Her skin is like mud, where horses trample O Can’t you see it, Her skin is like mud, where horses trample O can’t you see it, can’t you see it?
In Haiti, misery makes everything pale, grungy, weathered, attenuated, wasteful, sallow, dumb, grinded down, pocketed. When it’s done, we swap grinning for crying, we trade tragedy with our brothers so that we can continue to cling to the thinning hairs of the fading forests while gaunt dogs bark defiantly at the scarcity.
When I was a little boy, running around in the rain with my cousin Ti Bob, I could always count on Lina to wait for me by the door with a towel in her hands; waiting to dry me off. She was my Restavek; what is known as Nanny here in America. Girls like her get sent to the city from the country, the land of scarcity; to the city, the land of plenty. There they live with middle to upper middle class families in Port-au-Prince, Haiti’s capital city.
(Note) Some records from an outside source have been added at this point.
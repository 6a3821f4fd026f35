use std::time::Duration;

use backon::ExponentialBuilder;
use tempfile::TempDir;

use super::*;
use crate::test_utils::{stub_manager, StubPlugin};

fn args(driver: &str, ddl: PathBuf) -> ApplyArgs {
    ApplyArgs {
        driver: driver.to_string(),
        ddl,
        uri: None,
        vault_uri_ref: None,
        hosts: Vec::new(),
        keyspace: None,
        username: None,
        password: None,
    }
}

fn fast_backoff() -> ExponentialBuilder {
    ExponentialBuilder::default()
        .with_min_delay(Duration::from_millis(10))
        .with_max_delay(Duration::from_millis(50))
        .with_max_times(40)
}

fn write_ddl(dir: &TempDir, ddl: &str) -> PathBuf {
    let path = dir.path().join("ddl.sql");
    std::fs::write(&path, ddl).unwrap();
    path
}

#[test]
fn test_split_statements() {
    let ddl = "CREATE TABLE a (id int);\nALTER TABLE a ADD COLUMN b text\n;\n  ;\nDROP TABLE c;";
    assert_eq!(
        split_statements(ddl),
        vec![
            "CREATE TABLE a (id int)",
            "ALTER TABLE a ADD COLUMN b text",
            "DROP TABLE c",
        ]
    );
    assert!(split_statements("  \n").is_empty());
}

#[tokio::test]
async fn test_run_deploys_in_order() {
    let plugin = StubPlugin::postgres();
    let state = plugin.state();
    let manager = stub_manager(plugin).await.unwrap();
    let dir = TempDir::new().unwrap();
    let mut apply = args(
        "postgres",
        write_ddl(&dir, "CREATE TABLE users (id int);\nCREATE INDEX idx ON users (id)"),
    );
    apply.uri = Some("postgres://u:p@h/db".to_string());

    let applied = run(&apply, &manager).await.unwrap();
    assert_eq!(applied, 2);
    assert_eq!(
        state.deployed().await,
        vec![
            "CREATE TABLE users (id int)".to_string(),
            "CREATE INDEX idx ON users (id)".to_string(),
        ]
    );
    manager.cleanup().await;
}

#[tokio::test]
async fn test_run_empty_payload_does_not_connect() {
    let plugin = StubPlugin::postgres();
    let state = plugin.state();
    let manager = stub_manager(plugin).await.unwrap();
    let dir = TempDir::new().unwrap();
    let mut apply = args("postgres", write_ddl(&dir, "\n"));
    apply.uri = Some("postgres://u:p@h/db".to_string());

    assert_eq!(run(&apply, &manager).await.unwrap(), 0);
    assert_eq!(state.connect_count(), 0);
}

#[tokio::test]
async fn test_run_deploy_failure_is_reported() {
    let plugin = StubPlugin::postgres();
    let state = plugin.state();
    state.set_fail_on_deploy(true).await;
    let manager = stub_manager(plugin).await.unwrap();
    let dir = TempDir::new().unwrap();
    let mut apply = args("postgres", write_ddl(&dir, "CREATE TABLE t (id int)"));
    apply.uri = Some("postgres://u:p@h/db".to_string());

    let err = run(&apply, &manager).await.unwrap_err();
    assert!(matches!(err, ApplyError::Plugin(PluginError::Remote(_))));
    manager.cleanup().await;
}

#[tokio::test]
async fn test_run_missing_ddl_file() {
    let manager = stub_manager(StubPlugin::postgres()).await.unwrap();
    let mut apply = args("postgres", PathBuf::from("/nonexistent/ddl.sql"));
    apply.uri = Some("postgres://u:p@h/db".to_string());

    let err = run(&apply, &manager).await.unwrap_err();
    assert!(matches!(err, ApplyError::Read { .. }));
}

#[tokio::test]
async fn test_target_requires_connection() {
    let apply = args("mysql", PathBuf::from("ddl.sql"));
    let err = apply.target(fast_backoff()).await.unwrap_err();
    assert!(matches!(err, ApplyError::MissingConnection(Engine::Mysql)));
}

#[tokio::test]
async fn test_target_unknown_driver() {
    let apply = args("oracle", PathBuf::from("ddl.sql"));
    let err = apply.target(fast_backoff()).await.unwrap_err();
    assert!(matches!(err, ApplyError::Engine(_)));
}

#[tokio::test]
async fn test_target_cassandra_options() {
    let mut apply = args("cassandra", PathBuf::from("ddl.sql"));
    apply.hosts = vec!["10.0.0.1".to_string(), "10.0.0.2".to_string()];
    apply.keyspace = Some("app".to_string());
    apply.username = Some("cass".to_string());

    let target = apply.target(fast_backoff()).await.unwrap();
    assert_eq!(target.engine, Engine::Cassandra);
    assert!(target.uri.is_empty());
    let options = target.options.unwrap();
    assert_eq!(options[option_keys::HOSTS], "10.0.0.1,10.0.0.2");
    assert_eq!(options[option_keys::KEYSPACE], "app");
    assert_eq!(options[option_keys::USERNAME], "cass");
    assert!(!options.contains_key(option_keys::PASSWORD));
}

#[tokio::test]
async fn test_target_cassandra_needs_keyspace() {
    let mut apply = args("cassandra", PathBuf::from("ddl.sql"));
    apply.hosts = vec!["10.0.0.1".to_string()];
    let err = apply.target(fast_backoff()).await.unwrap_err();
    assert!(matches!(err, ApplyError::MissingCassandraTarget));
}

#[tokio::test]
async fn test_vault_file_is_awaited() {
    let dir = TempDir::new().unwrap();
    let path = dir.path().join("schemaherouri");
    let mut apply = args("postgres", PathBuf::from("ddl.sql"));
    apply.vault_uri_ref = Some(path.clone());
    apply.uri = Some("postgres://ignored".to_string());

    let writer = tokio::spawn(async move {
        tokio::time::sleep(Duration::from_millis(60)).await;
        tokio::fs::write(&path, "postgres://vault:secret@h/db\n")
            .await
            .unwrap();
    });

    let target = apply.target(fast_backoff()).await.unwrap();
    assert_eq!(target.uri, "postgres://vault:secret@h/db");
    writer.await.unwrap();
}

#[tokio::test]
async fn test_vault_file_timeout() {
    let dir = TempDir::new().unwrap();
    let path = dir.path().join("never");
    let backoff = ExponentialBuilder::default()
        .with_min_delay(Duration::from_millis(1))
        .with_max_times(2);

    let err = read_uri_file(&path, backoff).await.unwrap_err();
    assert!(matches!(err, ApplyError::VaultFileTimeout(p) if p == path));
}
Lina was born in 1960, when the then president Francois “Papa Doc” Duvalier still towered over Haiti like an overgrown palm tree; a time when fear tore souls to pieces and the Haitian vernacular was in handcuffs. The tongue of oppression lived at the bottom of an empty well; waiting for an echo, waiting for an echo waiting for an echo… to give her voice a chance. She was a short and buxom gal with big African lips and pigeon feet. Her skin so dark, her teeth almost looked florescent when she grinned. She loved to laugh and even laughed sometimes in her sleep; probably while dreaming impossible dreams; only to come awake in the sunny reality of Haiti; amongst the anxious muffles of democracy.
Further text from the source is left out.